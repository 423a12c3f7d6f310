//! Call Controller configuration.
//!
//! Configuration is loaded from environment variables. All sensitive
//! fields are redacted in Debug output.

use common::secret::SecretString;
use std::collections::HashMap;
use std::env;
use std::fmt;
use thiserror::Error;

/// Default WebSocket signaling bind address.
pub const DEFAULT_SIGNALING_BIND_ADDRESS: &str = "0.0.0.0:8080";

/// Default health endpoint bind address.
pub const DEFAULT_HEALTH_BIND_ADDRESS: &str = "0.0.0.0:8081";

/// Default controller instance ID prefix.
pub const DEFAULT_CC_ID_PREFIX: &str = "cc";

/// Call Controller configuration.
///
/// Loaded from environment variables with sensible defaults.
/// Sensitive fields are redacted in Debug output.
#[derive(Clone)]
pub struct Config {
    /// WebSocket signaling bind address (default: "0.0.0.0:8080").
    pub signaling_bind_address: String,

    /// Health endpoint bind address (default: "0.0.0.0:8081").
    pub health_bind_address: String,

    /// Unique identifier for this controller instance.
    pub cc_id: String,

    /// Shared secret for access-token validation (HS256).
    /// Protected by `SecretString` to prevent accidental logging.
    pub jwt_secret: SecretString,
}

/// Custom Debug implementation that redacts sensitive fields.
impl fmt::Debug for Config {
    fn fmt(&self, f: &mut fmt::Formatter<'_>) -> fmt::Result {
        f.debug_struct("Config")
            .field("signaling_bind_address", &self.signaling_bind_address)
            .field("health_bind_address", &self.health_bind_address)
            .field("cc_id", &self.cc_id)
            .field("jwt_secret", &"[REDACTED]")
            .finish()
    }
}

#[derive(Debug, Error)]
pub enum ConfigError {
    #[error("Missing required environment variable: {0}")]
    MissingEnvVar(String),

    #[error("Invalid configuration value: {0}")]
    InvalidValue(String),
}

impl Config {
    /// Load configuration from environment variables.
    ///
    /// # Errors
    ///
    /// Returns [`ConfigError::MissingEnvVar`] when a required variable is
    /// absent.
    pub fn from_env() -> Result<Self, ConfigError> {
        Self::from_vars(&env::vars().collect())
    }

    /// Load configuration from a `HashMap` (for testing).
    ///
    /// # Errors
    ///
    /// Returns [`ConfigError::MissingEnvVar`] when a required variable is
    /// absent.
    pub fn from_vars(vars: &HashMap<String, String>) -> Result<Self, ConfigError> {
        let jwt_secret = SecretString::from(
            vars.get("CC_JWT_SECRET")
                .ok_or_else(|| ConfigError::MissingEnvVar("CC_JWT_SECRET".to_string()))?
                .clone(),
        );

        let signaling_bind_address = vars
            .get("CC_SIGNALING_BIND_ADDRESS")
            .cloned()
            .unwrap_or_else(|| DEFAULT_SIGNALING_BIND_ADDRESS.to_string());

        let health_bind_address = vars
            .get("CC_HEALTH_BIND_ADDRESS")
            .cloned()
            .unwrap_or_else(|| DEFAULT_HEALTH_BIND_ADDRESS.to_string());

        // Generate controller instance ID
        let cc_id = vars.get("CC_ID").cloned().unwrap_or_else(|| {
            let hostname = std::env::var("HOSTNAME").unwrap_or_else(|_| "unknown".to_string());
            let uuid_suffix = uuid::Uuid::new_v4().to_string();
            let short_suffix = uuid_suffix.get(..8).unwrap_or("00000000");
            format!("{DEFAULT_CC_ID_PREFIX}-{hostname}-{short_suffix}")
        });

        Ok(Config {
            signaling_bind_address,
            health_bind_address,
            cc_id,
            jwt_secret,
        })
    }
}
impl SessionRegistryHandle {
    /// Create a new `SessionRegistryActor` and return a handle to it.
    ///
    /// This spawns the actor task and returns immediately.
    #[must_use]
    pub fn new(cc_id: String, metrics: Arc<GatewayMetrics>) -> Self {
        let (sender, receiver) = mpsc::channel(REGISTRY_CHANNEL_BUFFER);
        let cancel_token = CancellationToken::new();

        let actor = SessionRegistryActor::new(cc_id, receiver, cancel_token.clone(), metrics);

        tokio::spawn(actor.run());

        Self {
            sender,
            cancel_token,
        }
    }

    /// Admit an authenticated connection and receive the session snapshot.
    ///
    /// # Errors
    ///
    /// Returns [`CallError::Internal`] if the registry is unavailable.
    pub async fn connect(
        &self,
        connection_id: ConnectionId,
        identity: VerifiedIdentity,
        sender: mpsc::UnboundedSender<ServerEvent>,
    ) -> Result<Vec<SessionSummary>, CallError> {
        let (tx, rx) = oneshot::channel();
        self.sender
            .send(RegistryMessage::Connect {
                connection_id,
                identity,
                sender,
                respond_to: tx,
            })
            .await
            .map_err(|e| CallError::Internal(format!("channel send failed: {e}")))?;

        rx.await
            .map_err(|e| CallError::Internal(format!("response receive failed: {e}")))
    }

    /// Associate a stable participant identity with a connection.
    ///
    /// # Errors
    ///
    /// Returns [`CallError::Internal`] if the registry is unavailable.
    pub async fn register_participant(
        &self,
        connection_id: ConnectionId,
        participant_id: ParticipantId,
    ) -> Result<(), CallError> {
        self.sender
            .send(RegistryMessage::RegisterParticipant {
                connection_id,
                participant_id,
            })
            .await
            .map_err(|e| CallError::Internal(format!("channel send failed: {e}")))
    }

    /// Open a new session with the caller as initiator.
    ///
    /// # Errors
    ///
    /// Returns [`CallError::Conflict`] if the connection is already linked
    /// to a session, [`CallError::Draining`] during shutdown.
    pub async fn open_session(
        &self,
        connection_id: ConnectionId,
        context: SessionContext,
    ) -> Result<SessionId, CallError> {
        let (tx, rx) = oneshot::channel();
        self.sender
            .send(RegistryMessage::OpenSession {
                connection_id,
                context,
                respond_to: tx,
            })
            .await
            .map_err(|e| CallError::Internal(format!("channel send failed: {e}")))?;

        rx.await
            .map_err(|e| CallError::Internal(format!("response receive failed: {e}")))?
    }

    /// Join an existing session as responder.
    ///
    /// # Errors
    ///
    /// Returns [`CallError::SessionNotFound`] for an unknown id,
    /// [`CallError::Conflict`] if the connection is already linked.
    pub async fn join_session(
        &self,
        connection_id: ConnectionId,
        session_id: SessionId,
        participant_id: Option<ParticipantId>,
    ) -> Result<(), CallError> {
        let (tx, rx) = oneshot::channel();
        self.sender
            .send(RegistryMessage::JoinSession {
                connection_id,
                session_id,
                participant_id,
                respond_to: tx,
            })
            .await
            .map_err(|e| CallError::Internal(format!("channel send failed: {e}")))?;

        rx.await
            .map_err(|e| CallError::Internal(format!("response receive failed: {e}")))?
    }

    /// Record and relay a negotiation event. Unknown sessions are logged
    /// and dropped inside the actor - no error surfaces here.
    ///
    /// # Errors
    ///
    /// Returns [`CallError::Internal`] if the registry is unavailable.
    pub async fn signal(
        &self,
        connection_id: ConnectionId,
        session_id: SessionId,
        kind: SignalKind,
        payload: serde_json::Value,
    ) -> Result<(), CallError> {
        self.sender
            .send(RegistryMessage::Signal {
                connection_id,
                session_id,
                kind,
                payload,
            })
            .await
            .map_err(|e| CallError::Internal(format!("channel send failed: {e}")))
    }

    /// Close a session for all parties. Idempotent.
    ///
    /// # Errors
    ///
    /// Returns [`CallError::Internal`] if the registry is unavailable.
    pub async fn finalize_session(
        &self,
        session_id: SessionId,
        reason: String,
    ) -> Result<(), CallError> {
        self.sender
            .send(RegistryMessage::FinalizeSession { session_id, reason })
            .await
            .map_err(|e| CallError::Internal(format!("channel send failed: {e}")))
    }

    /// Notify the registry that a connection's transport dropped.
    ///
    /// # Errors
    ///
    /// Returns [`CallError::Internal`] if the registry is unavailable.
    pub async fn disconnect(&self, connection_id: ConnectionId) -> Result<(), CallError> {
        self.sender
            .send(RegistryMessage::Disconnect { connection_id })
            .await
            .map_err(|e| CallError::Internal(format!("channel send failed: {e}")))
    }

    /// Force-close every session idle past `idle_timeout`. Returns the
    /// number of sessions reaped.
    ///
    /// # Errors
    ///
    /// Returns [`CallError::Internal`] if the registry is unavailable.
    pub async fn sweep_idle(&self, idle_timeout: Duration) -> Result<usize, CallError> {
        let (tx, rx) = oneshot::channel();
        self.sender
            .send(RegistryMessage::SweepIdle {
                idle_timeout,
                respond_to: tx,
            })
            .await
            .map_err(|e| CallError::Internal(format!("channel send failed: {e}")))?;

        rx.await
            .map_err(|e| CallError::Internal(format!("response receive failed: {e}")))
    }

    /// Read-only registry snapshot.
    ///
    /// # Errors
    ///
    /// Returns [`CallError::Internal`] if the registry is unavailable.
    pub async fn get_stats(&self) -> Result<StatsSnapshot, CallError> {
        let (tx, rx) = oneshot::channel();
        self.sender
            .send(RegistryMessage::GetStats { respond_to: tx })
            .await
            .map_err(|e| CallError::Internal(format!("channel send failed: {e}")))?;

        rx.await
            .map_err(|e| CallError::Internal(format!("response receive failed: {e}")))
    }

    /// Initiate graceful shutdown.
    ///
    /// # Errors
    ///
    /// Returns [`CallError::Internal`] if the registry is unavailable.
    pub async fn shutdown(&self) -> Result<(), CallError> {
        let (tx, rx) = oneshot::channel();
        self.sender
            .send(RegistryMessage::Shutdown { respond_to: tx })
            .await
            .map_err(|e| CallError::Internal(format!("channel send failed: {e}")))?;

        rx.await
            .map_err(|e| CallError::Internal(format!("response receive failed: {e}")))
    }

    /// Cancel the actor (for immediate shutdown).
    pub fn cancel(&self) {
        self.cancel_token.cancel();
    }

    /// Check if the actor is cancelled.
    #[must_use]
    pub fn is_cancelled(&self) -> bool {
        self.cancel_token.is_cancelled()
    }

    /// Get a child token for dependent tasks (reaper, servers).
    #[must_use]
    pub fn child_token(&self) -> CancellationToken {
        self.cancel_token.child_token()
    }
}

------------------------------------------------------------

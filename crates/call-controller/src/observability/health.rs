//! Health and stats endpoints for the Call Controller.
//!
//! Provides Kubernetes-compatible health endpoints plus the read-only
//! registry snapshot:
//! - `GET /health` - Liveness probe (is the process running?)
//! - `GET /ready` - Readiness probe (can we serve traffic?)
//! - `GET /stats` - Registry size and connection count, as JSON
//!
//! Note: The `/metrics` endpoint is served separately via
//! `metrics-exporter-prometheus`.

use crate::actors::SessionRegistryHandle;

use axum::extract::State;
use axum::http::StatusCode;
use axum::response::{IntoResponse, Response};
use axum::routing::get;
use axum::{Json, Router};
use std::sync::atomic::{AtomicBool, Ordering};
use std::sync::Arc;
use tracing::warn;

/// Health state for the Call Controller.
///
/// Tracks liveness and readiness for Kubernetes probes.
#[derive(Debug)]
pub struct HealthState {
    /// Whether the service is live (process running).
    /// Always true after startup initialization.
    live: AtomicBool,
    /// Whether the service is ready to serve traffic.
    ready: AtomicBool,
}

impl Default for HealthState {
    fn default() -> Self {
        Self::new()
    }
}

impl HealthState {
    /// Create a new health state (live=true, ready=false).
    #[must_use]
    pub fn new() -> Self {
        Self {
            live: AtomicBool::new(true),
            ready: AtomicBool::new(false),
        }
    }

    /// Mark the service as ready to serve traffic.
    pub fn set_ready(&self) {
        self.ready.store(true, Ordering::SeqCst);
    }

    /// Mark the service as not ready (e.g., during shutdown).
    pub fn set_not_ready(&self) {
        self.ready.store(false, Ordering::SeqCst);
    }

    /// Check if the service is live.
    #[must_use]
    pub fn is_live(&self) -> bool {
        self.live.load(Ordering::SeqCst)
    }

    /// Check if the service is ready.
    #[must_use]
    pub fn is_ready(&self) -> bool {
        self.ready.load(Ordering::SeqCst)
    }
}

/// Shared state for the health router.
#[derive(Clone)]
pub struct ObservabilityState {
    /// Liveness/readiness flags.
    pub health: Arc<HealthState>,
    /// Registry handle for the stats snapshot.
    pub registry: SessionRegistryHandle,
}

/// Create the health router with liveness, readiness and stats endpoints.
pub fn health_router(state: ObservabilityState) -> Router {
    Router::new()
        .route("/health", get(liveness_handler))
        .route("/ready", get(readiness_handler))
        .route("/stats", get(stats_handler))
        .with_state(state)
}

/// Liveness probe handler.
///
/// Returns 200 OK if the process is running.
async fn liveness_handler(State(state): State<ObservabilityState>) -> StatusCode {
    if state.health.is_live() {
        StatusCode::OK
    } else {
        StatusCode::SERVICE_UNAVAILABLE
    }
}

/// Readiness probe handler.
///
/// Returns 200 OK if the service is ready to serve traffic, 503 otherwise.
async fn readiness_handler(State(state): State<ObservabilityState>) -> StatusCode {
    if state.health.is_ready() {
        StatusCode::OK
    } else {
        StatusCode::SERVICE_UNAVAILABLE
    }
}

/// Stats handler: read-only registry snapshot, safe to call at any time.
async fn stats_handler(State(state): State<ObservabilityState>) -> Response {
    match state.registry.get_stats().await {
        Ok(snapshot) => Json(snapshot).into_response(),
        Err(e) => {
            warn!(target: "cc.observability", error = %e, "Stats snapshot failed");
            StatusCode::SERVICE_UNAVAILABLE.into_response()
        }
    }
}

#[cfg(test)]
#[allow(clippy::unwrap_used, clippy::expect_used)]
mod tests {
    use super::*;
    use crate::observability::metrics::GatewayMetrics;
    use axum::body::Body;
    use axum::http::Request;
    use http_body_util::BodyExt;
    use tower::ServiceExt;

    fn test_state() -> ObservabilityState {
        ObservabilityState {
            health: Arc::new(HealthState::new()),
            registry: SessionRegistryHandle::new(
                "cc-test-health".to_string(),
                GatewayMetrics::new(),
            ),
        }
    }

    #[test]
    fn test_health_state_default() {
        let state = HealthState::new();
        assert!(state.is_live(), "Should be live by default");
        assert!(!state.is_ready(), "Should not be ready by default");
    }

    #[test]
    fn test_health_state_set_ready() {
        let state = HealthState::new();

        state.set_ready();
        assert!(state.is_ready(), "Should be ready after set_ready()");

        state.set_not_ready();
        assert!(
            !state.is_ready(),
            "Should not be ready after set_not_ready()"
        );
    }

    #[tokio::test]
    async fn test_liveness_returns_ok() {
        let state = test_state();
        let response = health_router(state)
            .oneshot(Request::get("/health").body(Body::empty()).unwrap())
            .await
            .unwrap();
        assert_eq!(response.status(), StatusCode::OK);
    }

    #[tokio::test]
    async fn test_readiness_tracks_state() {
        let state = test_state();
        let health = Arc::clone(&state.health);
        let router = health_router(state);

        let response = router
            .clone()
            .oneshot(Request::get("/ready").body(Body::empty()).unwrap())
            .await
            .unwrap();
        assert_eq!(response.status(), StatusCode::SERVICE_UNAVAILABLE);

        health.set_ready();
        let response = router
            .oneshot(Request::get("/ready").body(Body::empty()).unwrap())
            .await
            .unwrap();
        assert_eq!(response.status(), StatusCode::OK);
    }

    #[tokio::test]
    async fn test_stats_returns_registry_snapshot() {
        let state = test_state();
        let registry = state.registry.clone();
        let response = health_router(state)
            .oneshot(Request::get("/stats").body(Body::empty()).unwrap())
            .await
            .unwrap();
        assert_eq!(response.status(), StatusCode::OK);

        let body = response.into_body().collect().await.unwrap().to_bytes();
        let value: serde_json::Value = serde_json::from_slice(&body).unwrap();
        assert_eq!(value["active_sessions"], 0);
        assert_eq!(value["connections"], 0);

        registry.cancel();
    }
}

------------------------------------------------------------

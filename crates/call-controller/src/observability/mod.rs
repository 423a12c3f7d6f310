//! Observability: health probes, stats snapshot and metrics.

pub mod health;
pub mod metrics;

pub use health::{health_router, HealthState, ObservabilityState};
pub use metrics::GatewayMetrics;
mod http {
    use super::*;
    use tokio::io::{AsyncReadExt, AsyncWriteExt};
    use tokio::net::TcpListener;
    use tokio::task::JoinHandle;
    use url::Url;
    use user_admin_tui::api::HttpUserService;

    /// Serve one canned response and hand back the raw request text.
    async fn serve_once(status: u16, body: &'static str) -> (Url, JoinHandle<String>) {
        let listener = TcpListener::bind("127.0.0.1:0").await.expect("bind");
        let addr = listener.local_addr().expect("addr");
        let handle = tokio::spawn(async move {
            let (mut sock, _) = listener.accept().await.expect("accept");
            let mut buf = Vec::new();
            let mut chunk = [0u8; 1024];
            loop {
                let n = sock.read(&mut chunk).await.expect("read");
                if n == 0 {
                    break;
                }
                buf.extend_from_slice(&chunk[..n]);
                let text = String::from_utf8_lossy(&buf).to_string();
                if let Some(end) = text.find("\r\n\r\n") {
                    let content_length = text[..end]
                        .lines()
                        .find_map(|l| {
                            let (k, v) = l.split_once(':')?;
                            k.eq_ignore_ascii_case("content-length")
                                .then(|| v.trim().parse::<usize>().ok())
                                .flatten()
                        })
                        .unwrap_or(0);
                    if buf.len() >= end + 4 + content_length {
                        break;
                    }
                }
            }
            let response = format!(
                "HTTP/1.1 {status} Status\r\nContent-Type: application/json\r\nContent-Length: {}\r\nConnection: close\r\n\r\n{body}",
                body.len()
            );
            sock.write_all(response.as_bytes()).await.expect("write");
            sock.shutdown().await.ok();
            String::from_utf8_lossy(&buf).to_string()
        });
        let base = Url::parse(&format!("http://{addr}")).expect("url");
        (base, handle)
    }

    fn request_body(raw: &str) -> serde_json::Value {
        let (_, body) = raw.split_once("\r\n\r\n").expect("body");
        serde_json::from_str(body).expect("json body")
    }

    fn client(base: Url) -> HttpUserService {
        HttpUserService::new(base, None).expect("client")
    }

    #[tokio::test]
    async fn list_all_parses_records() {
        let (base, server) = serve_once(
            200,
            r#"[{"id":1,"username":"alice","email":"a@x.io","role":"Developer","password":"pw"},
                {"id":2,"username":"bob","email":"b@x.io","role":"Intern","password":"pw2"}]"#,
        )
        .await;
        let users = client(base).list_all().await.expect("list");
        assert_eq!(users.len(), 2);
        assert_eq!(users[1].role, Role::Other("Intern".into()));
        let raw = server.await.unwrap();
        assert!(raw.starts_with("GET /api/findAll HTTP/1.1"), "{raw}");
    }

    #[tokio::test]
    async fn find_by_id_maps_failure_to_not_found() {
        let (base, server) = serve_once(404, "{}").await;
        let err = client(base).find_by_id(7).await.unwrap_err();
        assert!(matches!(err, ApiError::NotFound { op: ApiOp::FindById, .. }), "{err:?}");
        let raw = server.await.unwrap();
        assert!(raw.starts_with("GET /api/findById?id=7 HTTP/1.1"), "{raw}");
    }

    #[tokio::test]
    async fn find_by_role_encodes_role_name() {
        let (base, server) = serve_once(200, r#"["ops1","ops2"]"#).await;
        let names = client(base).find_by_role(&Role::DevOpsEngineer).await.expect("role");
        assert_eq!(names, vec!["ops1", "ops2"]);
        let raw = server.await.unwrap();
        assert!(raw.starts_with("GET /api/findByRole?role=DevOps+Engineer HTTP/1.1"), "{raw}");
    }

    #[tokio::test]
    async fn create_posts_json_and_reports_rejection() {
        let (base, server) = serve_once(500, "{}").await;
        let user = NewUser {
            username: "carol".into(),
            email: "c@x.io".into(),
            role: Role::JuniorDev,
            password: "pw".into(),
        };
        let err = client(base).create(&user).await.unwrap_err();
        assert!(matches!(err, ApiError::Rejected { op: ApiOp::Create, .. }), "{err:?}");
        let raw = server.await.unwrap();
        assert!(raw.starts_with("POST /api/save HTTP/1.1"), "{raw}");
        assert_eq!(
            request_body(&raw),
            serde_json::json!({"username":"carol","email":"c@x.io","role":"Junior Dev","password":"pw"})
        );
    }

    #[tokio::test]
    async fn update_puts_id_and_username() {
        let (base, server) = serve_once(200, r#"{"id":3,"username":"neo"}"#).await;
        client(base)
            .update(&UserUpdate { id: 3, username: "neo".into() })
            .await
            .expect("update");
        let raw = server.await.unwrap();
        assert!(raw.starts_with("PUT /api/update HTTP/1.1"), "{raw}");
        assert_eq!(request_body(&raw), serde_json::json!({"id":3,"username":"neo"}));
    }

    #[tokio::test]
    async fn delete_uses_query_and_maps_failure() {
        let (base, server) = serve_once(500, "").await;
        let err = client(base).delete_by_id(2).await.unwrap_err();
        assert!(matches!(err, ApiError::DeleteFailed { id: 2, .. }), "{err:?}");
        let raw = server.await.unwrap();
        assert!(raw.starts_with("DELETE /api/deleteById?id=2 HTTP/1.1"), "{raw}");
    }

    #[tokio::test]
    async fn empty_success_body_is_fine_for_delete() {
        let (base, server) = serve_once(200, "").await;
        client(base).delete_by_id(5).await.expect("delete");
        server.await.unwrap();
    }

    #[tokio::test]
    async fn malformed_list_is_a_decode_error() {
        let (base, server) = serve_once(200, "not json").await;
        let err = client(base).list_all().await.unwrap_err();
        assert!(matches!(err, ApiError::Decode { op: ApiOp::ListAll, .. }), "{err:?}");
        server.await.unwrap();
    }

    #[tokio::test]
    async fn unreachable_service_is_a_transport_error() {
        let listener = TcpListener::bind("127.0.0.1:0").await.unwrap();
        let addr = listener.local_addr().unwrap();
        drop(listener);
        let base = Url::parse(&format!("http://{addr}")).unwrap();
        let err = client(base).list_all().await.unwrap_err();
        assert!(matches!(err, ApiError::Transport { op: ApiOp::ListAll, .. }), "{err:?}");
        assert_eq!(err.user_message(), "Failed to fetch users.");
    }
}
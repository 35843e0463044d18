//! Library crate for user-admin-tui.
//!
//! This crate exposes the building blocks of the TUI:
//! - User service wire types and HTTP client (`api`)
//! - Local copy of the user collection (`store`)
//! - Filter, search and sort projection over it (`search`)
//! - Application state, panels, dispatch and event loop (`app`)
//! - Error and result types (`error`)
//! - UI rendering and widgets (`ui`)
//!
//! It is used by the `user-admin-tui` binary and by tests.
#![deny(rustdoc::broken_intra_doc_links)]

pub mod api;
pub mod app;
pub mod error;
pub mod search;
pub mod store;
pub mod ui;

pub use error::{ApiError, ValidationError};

------------------------------------------------------------

From the listing above, copy every line where the string "dropped" is found.

◆ **Your solution**:
    /// and dropped inside the actor - no error surfaces here.
    /// Notify the registry that a connection's transport dropped.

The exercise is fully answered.